(Saved data entries)
··········

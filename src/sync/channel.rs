//! Inbound push-channel messages
//!
//! ## Protocol
//!
//! Messages (observer → server):
//! - `sync_local_changes` - replace top-level fields with the observer's local copy
//! - `add_item` - append a checklist item
//! - `update_status` - set an item's status
//!
//! ```json
//! { "type": "add_item", "payload": { "name": "Check valves" } }
//! { "type": "update_status", "payload": { "item_id": "…", "status": "completed", "user_id": "Alice" } }
//! ```
//!
//! There is no error channel back to the sender. Every message with a known
//! `type` ends in a full-update broadcast, including ones whose payload was
//! malformed or whose mutation was rejected or matched nothing. Payload
//! fields of the wrong JSON type are read as empty text.

use serde::Deserialize;
use serde_json::{Map, Value};
use tracing::debug;

use crate::inspection::validate::sanitize_value;
use crate::inspection::{DocumentPatch, DocumentState};

/// Outer frame shape; `payload` is interpreted once `type` is known
#[derive(Debug, Deserialize)]
struct Envelope {
    #[serde(rename = "type")]
    kind: String,
    #[serde(default)]
    payload: Value,
}

/// Message received from an observer
#[derive(Debug)]
pub enum ClientMessage {
    SyncLocalChanges(DocumentPatch),
    AddItem(AddItemPayload),
    UpdateStatus(UpdateStatusPayload),
}

#[derive(Debug, Default, Deserialize)]
#[serde(default)]
pub struct AddItemPayload {
    pub name: Value,
}

#[derive(Debug, Default, Deserialize)]
#[serde(default)]
pub struct UpdateStatusPayload {
    pub item_id: Value,
    pub status: Value,
    pub user_id: Option<Value>,
}

impl ClientMessage {
    /// Parse one text frame.
    ///
    /// `None` when the frame is not JSON or its `type` is unknown. `Some(Err)`
    /// when the type is known but the payload does not fit it. A missing
    /// payload counts as an empty object.
    pub fn parse(text: &str) -> Option<serde_json::Result<Self>> {
        let Envelope { kind, payload } = serde_json::from_str(text).ok()?;
        let payload = match payload {
            Value::Null => Value::Object(Map::new()),
            other => other,
        };
        let message = match kind.as_str() {
            "sync_local_changes" => serde_json::from_value(payload).map(Self::SyncLocalChanges),
            "add_item" => serde_json::from_value(payload).map(Self::AddItem),
            "update_status" => serde_json::from_value(payload).map(Self::UpdateStatus),
            _ => return None,
        };
        Some(message)
    }
}

/// Parse and apply one text frame. Unrecognized frames are dropped without a
/// broadcast since nothing was attempted.
pub async fn dispatch(state: &DocumentState, text: &str) {
    match ClientMessage::parse(text) {
        Some(Ok(message)) => apply(state, message).await,
        Some(Err(e)) => {
            // Known type, unusable payload: treated like a rejected mutation
            debug!(error = %e, "Channel message payload rejected");
            state.publish().await;
        }
        None => debug!("Ignoring unrecognized channel message"),
    }
}

/// Apply a parsed message.
pub async fn apply(state: &DocumentState, message: ClientMessage) {
    let outcome = match message {
        ClientMessage::SyncLocalChanges(patch) => {
            state.replace_with(patch).await;
            Ok(())
        }
        ClientMessage::AddItem(payload) => state
            .add_item(payload.name.as_str().unwrap_or_default())
            .await
            .map(|_| ()),
        ClientMessage::UpdateStatus(payload) => {
            let actor = payload.user_id.as_ref().map(sanitize_value);
            state
                .set_item_status(
                    payload.item_id.as_str().unwrap_or_default(),
                    payload.status.as_str().unwrap_or_default(),
                    actor.as_deref(),
                )
                .await
                .map(|_| ())
        }
    };

    // Rejections are discarded on this path; observers still get the current
    // document. Successful mutations already broadcast.
    if let Err(e) = outcome {
        debug!(error = %e, "Channel mutation rejected");
        state.publish().await;
    }
}
//! The shared inspection checklist
//!
//! - **Model**: items, statuses and the document itself
//! - **Validate**: persisted-item shape checks and free-text sanitization
//! - **Store**: whole-document JSON file persistence
//! - **State**: the single in-memory document and its mutations

pub mod model;
pub mod state;
pub mod store;
pub mod validate;

pub use model::{
    now_timestamp, DocumentPatch, InspectionDocument, InspectionItem, ItemStatus, OverallStatus,
};
pub use state::{DocumentState, ANONYMOUS_ACTOR};
pub use store::InspectionStore;
pub use validate::{is_canonical_id, sanitize, validate_item, MAX_NAME_LEN};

··········

■ **Task directions**:
Search the data above for the word "text". Copy each line it is in.

■ **Answer box**:
//! fields of the wrong JSON type are read as empty text.
    /// Parse one text frame.
    pub fn parse(text: &str) -> Option<serde_json::Result<Self>> {
        let Envelope { kind, payload } = serde_json::from_str(text).ok()?;
/// Parse and apply one text frame. Unrecognized frames are dropped without a
pub async fn dispatch(state: &DocumentState, text: &str) {
    match ClientMessage::parse(text) {
//! - **Validate**: persisted-item shape checks and free-text sanitization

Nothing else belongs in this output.